The second component is AI search augmented generation security. It focuses on data security for RAG pipelines where external enterprise data feeds model responses.
RAG Security identifies and protects sensitive structured and unstructured data before it is ingested into AI applications. Use data protection tools such as encryption and key management to limit access to and control usage of sensitive information.
This product also manages communication between LLM and external data sources. Security controls are applied to these integration points to ensure that only authorized data exchange occurs between the model and the backend system.
market positioning
Thales is marketing its AI Security Fabric to companies looking to move beyond AI experimentation to widespread adoption across business units. These organizations face tensions between expanding the use of AI and addressing regulatory, privacy, and security concerns.
In this context, the company leverages its long-standing role in cybersecurity, data protection and identity management. We bundle these technologies into a dedicated layer that sits on top of the AI model and surrounding infrastructure.

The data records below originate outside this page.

use crate::error::StageError;
use crate::pipeline::context::metrics::StageMetrics;
use crate::pipeline::context::state::{PipelineState, ProcessingStage};
use crate::pipeline::domain::{ClassificationResult, PublicResult, SceneAnalysis};
use chrono::{DateTime, Utc};
use std::sync::Arc;
use std::time::{Duration, Instant};
use uuid::Uuid;

/// The unit of work threaded through the stages for a single image.
///
/// Stages never mutate a context they were handed; each `with_*` call
/// consumes the value and returns the updated one. The image payload is
/// shared, so clones are cheap.
#[derive(Debug, Clone)]
pub struct AnalysisContext {
    request_id: Uuid,
    received_at: DateTime<Utc>,
    processing_start: Instant,
    image_data: Arc<str>,
    analysis: Option<SceneAnalysis>,
    classification: Option<ClassificationResult>,
    errors: Vec<StageError>,
    formatted_result: Option<PublicResult>,
    metrics: StageMetrics,
}

impl AnalysisContext {
    pub fn new(image_data: impl Into<Arc<str>>) -> Self {
        Self {
            request_id: Uuid::new_v4(),
            received_at: Utc::now(),
            processing_start: Instant::now(),
            image_data: image_data.into(),
            analysis: None,
            classification: None,
            errors: Vec::new(),
            formatted_result: None,
            metrics: StageMetrics::new(),
        }
    }

    pub fn request_id(&self) -> Uuid {
        self.request_id
    }

    pub fn received_at(&self) -> DateTime<Utc> {
        self.received_at
    }

    pub fn image_data(&self) -> &str {
        &self.image_data
    }

    pub fn shared_image_data(&self) -> Arc<str> {
        self.image_data.clone()
    }

    pub fn analysis(&self) -> Option<&SceneAnalysis> {
        self.analysis.as_ref()
    }

    pub fn classification(&self) -> Option<&ClassificationResult> {
        self.classification.as_ref()
    }

    /// The most recent stage failure.
    pub fn error(&self) -> Option<&StageError> {
        self.errors.last()
    }

    /// Every stage failure in the order it happened; the first one is the root cause.
    pub fn errors(&self) -> &[StageError] {
        &self.errors
    }

    pub fn formatted_result(&self) -> Option<&PublicResult> {
        self.formatted_result.as_ref()
    }

    pub fn metrics(&self) -> &StageMetrics {
        &self.metrics
    }

    pub fn elapsed(&self) -> Duration {
        self.processing_start.elapsed()
    }

    pub fn state(&self) -> PipelineState {
        if self.formatted_result.is_some() {
            PipelineState::Formatted
        } else if self.classification.is_some() {
            PipelineState::Classified
        } else if !self.errors.is_empty() && self.analysis.is_some() {
            PipelineState::ClassificationFailed
        } else if !self.errors.is_empty() {
            PipelineState::AnalysisFailed
        } else if self.analysis.is_some() {
            PipelineState::Analyzed
        } else {
            PipelineState::Started
        }
    }

    pub fn with_analysis(mut self, analysis: SceneAnalysis) -> Self {
        self.analysis = Some(analysis);
        self
    }

    pub fn with_classification(mut self, classification: ClassificationResult) -> Self {
        self.classification = Some(classification);
        self
    }

    /// Records a stage failure. The latest failure becomes `error()`; the
    /// earlier ones stay in `errors()`. Nothing in the pipeline clears them.
    pub fn with_error(mut self, error: StageError) -> Self {
        if let Some(previous) = self.errors.last() {
            tracing::debug!(
                request_id = %self.request_id,
                "Error '{}' follows earlier error '{}'",
                error,
                previous
            );
        }
        self.errors.push(error);
        self
    }

    pub fn with_formatted_result(mut self, result: PublicResult) -> Self {
        self.formatted_result = Some(result);
        self
    }

    pub fn with_stage_duration(mut self, stage: ProcessingStage, duration: Duration) -> Self {
        self.metrics.record_duration(stage, duration);
        self
    }
}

“As AI reshapes business operations, organizations need security solutions tailored to the specific risks posed by Agentic AI and Gen AI applications,” said Sebastian Cano, Senior Vice President, Cybersecurity Products Business, Thales. “Thales AI Security Fabric provides enterprises with purpose-built tools to protect AI applications while minimizing operational complexity. Backed by decades of security expertise, Thales enables enterprises to scale AI deployments with confidence and protect sensitive data, applications, and user interactions.”
Upgrades planned for 2026
Thales has developed an AI Security Fabric roadmap to 2026. The company is planning new runtime features aimed at controlling data loss and access patterns for AI agents.
Planned features include data leakage prevention across AI data flows. Thales is also adding a Model Context Protocol (MCP) security gateway. It mediates interactions between AI agents and tools that expose external data and actions.

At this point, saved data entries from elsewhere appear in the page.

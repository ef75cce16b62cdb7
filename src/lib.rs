pub mod config;
pub mod error;
pub mod model;
pub mod pipeline;

pub use config::Configuration;
pub use error::{AppError, ConfigError, ModelError, PipelineError, StageError};

pub use model::{OpenAiChatModel, VisionModel};
pub use pipeline::{
    AnalysisContext, Category, ClassificationPipeline, ClassificationPipelineBuilder,
    PublicResult, SeverityLevel,
};
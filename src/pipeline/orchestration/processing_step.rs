use crate::pipeline::context::{AnalysisContext, ProcessingStage};
use async_trait::async_trait;

/// One stage of the classification pipeline.
///
/// A step takes ownership of the context and hands back the updated one.
/// Steps never fail past their own boundary: failures are recorded on the
/// context and later steps check their own preconditions.
#[async_trait]
pub trait ProcessingStep: Send + Sync {
    async fn process(&self, context: AnalysisContext) -> AnalysisContext;
    fn name(&self) -> &'static str;
    fn stage(&self) -> ProcessingStage;
}
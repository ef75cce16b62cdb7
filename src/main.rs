use base64::Engine;
use base64::engine::general_purpose::STANDARD;
use eco_triage::error::AppError;
use eco_triage::{ClassificationPipeline, Configuration};
use std::io::Read;
use std::path::Path;
use tracing::Level;

fn init_logging() {
    tracing_subscriber::fmt()
        .with_max_level(Level::INFO)
        .with_writer(std::io::stderr)
        .init();
}

// `-` reads base64 from stdin; a .jpg/.jpeg path is encoded as-is; any other path holds base64 text.
fn read_image(source: &str) -> Result<String, AppError> {
    if source == "-" {
        let mut encoded = String::new();
        std::io::stdin().read_to_string(&mut encoded)?;
        return Ok(encoded.trim().to_string());
    }

    let path = Path::new(source);
    let is_jpeg = path
        .extension()
        .and_then(|extension| extension.to_str())
        .is_some_and(|extension| matches!(extension.to_ascii_lowercase().as_str(), "jpg" | "jpeg"));

    if is_jpeg {
        Ok(STANDARD.encode(std::fs::read(path)?))
    } else {
        Ok(std::fs::read_to_string(path)?.trim().to_string())
    }
}

#[tokio::main]
async fn main() -> Result<(), AppError> {
    init_logging();

    let source = std::env::args()
        .nth(1)
        .ok_or_else(|| AppError::Usage("eco-triage <image.jpg | base64-file | ->".to_string()))?;

    let configuration = Configuration::load()?;
    if !configuration.has_api_key() {
        return Err(AppError::MissingApiKey);
    }

    let image = read_image(&source)?;
    let pipeline = ClassificationPipeline::builder()
        .configuration(configuration)
        .build()?;

    let result = pipeline.process_image(image).await;
    println!("{}", serde_json::to_string_pretty(&result)?);
    Ok(())
}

This roadmap also includes end-to-end runtime access control across users, models, and data sources. Thales aims to provide unified and compliant management of AI interactions using a consistent security policy framework across multiple environments.
Thales said he expects these enhancements to extend the AI Security Fabric to a large portion of the AI lifecycle as organizations scale agent AI and LLM-based systems in production environments.